HOW TO FIND IT:
Alpha and Beta Canis Majoris point the way. Alpha and Beta appear the distance equal to the width of three fingers at arms length. Drawing an imaginary line from Beta, through Alpha and beyond, M47 is six finger widths away from Alpha Canis Majoris (or Sirius). It is not difficult to find, and M46 is just 1.5 degree to the east. M47 can be seen with the unaided eye.
WHAT TO LOOK FOR:
These are fine clusters to savor and enjoy. M46 is not as bright as its neighbor M47, but it has a hidden treasure that will be beyond the reach of those using binoculars.

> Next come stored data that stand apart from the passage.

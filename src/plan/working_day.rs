use super::types::CapacityRecord;

/// A day is a working day iff its combined capacity is positive.
pub fn is_working(picking_capacity: i64, packing_capacity: i64) -> bool {
    picking_capacity.saturating_add(packing_capacity) > 0
}

/// Classifies a possibly missing capacity record; no record means closed.
pub fn classify(record: Option<&CapacityRecord>) -> bool {
    record.is_some_and(|r| is_working(r.picking_capacity, r.packing_capacity))
}
//! Capacity propagation from a default template.
//!
//! Fills a date range with capacity records before the engine runs. Weekday
//! rules live here, never in the engine.

use std::collections::BTreeMap;

use chrono::NaiveDate;
use serde::Deserialize;

use crate::calendar::{days_inclusive, is_weekend};
use crate::plan::types::CapacityRecord;

/// Default capacity applied to every propagated date.
#[derive(Debug, Clone, PartialEq, Deserialize)]
#[serde(default, deny_unknown_fields)]
pub struct CapacityTemplate {
    pub picking_capacity: i64,
    pub packing_capacity: i64,
    pub forecast_addition_pct: i32,
    /// Zero both capacities on Saturday and Sunday.
    pub weekend_closed: bool,
}

impl Default for CapacityTemplate {
    fn default() -> Self {
        Self {
            picking_capacity: 1000,
            packing_capacity: 1000,
            forecast_addition_pct: 0,
            weekend_closed: true,
        }
    }
}

impl CapacityTemplate {
    /// One record per date in `[start, end]`.
    pub fn propagate(&self, start: NaiveDate, end: NaiveDate) -> Vec<CapacityRecord> {
        days_inclusive(start, end)
            .map(|date| {
                if self.weekend_closed && is_weekend(date) {
                    CapacityRecord {
                        forecast_addition_pct: self.forecast_addition_pct,
                        ..CapacityRecord::closed(date)
                    }
                } else {
                    CapacityRecord::new(
                        date,
                        self.picking_capacity,
                        self.packing_capacity,
                        self.forecast_addition_pct,
                    )
                }
            })
            .collect()
    }
}

/// Replaces propagated records with explicit ones on matching dates.
///
/// Explicit records outside the propagated range are kept. The result is
/// ascending by date.
pub fn overlay(base: Vec<CapacityRecord>, explicit: &[CapacityRecord]) -> Vec<CapacityRecord> {
    let mut by_date: BTreeMap<NaiveDate, CapacityRecord> =
        base.into_iter().map(|r| (r.date, r)).collect();
    for record in explicit {
        by_date.insert(record.date, *record);
    }
    by_date.into_values().collect()
}
//! Operator notifications
//!
//! Toasts are published on a tokio broadcast channel. The engine client
//! publishes request failures, the flow controller publishes action outcomes,
//! and the TUI and CLI subscribe to show them.

use chrono::{DateTime, Utc};
use serde::Serialize;
use tokio::sync::broadcast;
use tracing::debug;
use uuid::Uuid;

/// Default channel capacity (notifications)
pub const DEFAULT_CHANNEL_CAPACITY: usize = 256;

/// Severity, used for colouring
#[derive(Debug, Clone, Copy, PartialEq, Eq, Serialize)]
#[serde(rename_all = "lowercase")]
pub enum Level {
    Info,
    Success,
    Warning,
    Error,
}

impl std::fmt::Display for Level {
    fn fmt(&self, f: &mut std::fmt::Formatter<'_>) -> std::fmt::Result {
        match self {
            Self::Info => write!(f, "info"),
            Self::Success => write!(f, "success"),
            Self::Warning => write!(f, "warning"),
            Self::Error => write!(f, "error"),
        }
    }
}

/// What caused the notification
#[derive(Debug, Clone, Copy, PartialEq, Eq, Serialize)]
#[serde(rename_all = "kebab-case")]
pub enum NotificationKind {
    /// An operator action was accepted or rejected by the engine
    ActionOutcome,
    /// A request to the engine failed
    RequestFailed,
    /// The session credential was revoked; the operator must log in again
    ReauthRequired,
    /// An action was blocked locally, nothing was sent
    InputBlocked,
    /// Anything else worth a toast
    General,
}

/// One operator-visible toast
#[derive(Debug, Clone, PartialEq, Serialize)]
pub struct Notification {
    pub id: Uuid,
    pub level: Level,
    pub kind: NotificationKind,
    pub message: String,
    pub timestamp: DateTime<Utc>,
}

impl Notification {
    pub fn new(level: Level, kind: NotificationKind, message: impl Into<String>) -> Self {
        Self {
            id: Uuid::now_v7(),
            level,
            kind,
            message: message.into(),
            timestamp: Utc::now(),
        }
    }

    pub fn success(message: impl Into<String>) -> Self {
        Self::new(Level::Success, NotificationKind::ActionOutcome, message)
    }

    /// An action the engine declined
    pub fn rejected(message: impl Into<String>) -> Self {
        Self::new(Level::Error, NotificationKind::ActionOutcome, message)
    }

    pub fn request_failed(message: impl Into<String>) -> Self {
        Self::new(Level::Error, NotificationKind::RequestFailed, message)
    }

    pub fn reauth_required() -> Self {
        Self::new(
            Level::Warning,
            NotificationKind::ReauthRequired,
            "Session expired. Please log in again.",
        )
    }

    pub fn input_blocked(message: impl Into<String>) -> Self {
        Self::new(Level::Warning, NotificationKind::InputBlocked, message)
    }

    pub fn info(message: impl Into<String>) -> Self {
        Self::new(Level::Info, NotificationKind::General, message)
    }
}

/// Broadcast channel for notifications
///
/// Cheap to clone; clones share the channel.
#[derive(Debug, Clone)]
pub struct NotificationBus {
    tx: broadcast::Sender<Notification>,
}

impl NotificationBus {
    pub fn new(capacity: usize) -> Self {
        debug!(capacity, "NotificationBus::new: called");
        let (tx, _) = broadcast::channel(capacity);
        Self { tx }
    }

    /// Publish to all subscribers
    ///
    /// Fire-and-forget: with no subscribers the notification is dropped.
    pub fn publish(&self, notification: Notification) {
        debug!(level = %notification.level, kind = ?notification.kind, message = %notification.message, "NotificationBus::publish");
        let _ = self.tx.send(notification);
    }

    /// Receive notifications published after this call
    pub fn subscribe(&self) -> broadcast::Receiver<Notification> {
        self.tx.subscribe()
    }

    pub fn subscriber_count(&self) -> usize {
        self.tx.receiver_count()
    }
}

impl Default for NotificationBus {
    fn default() -> Self {
        Self::new(DEFAULT_CHANNEL_CAPACITY)
    }
}

#[cfg(test)]
mod tests {
    use super::*;
    use tokio::sync::broadcast::error::TryRecvError;

    #[test]
    fn test_publish_without_subscribers() {
        let bus = NotificationBus::default();
        assert_eq!(bus.subscriber_count(), 0);
        bus.publish(Notification::info("nobody listening"));
    }

    #[tokio::test]
    async fn test_publish_receive() {
        let bus = NotificationBus::default();
        let mut rx = bus.subscribe();

        bus.publish(Notification::success("Step submitted"));

        let n = rx.recv().await.unwrap();
        assert_eq!(n.level, Level::Success);
        assert_eq!(n.kind, NotificationKind::ActionOutcome);
        assert_eq!(n.message, "Step submitted");
        assert!(matches!(rx.try_recv(), Err(TryRecvError::Empty)));
    }

    #[tokio::test]
    async fn test_clones_share_channel() {
        let bus = NotificationBus::default();
        let mut rx = bus.subscribe();
        let clone = bus.clone();

        clone.publish(Notification::reauth_required());

        let n = rx.recv().await.unwrap();
        assert_eq!(n.kind, NotificationKind::ReauthRequired);
    }

    #[test]
    fn test_ids_unique() {
        let a = Notification::info("a");
        let b = Notification::info("a");
        assert_ne!(a.id, b.id);
    }
}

In smaller binoculars, M46 will appear as a hazy nebula. In small telescopes, the individual stars can be resolved. With an 8 inch, and maybe with a 4 inch owned by a young person with good eyes, a planetary nebula can be seen on the northern edge of M46. You will need a dark sky, a well dark adapted eye, and some time using averted vision, but the nebula can be seen.
The planetary nebula is like a smaller version of the Ring Nebula, M57, but is not as regularly shaped. Some may see it as an incomplete ring, like a letter "C." This planetary nebula (NGC 2438) is between us and the cluster and is not a member of M46.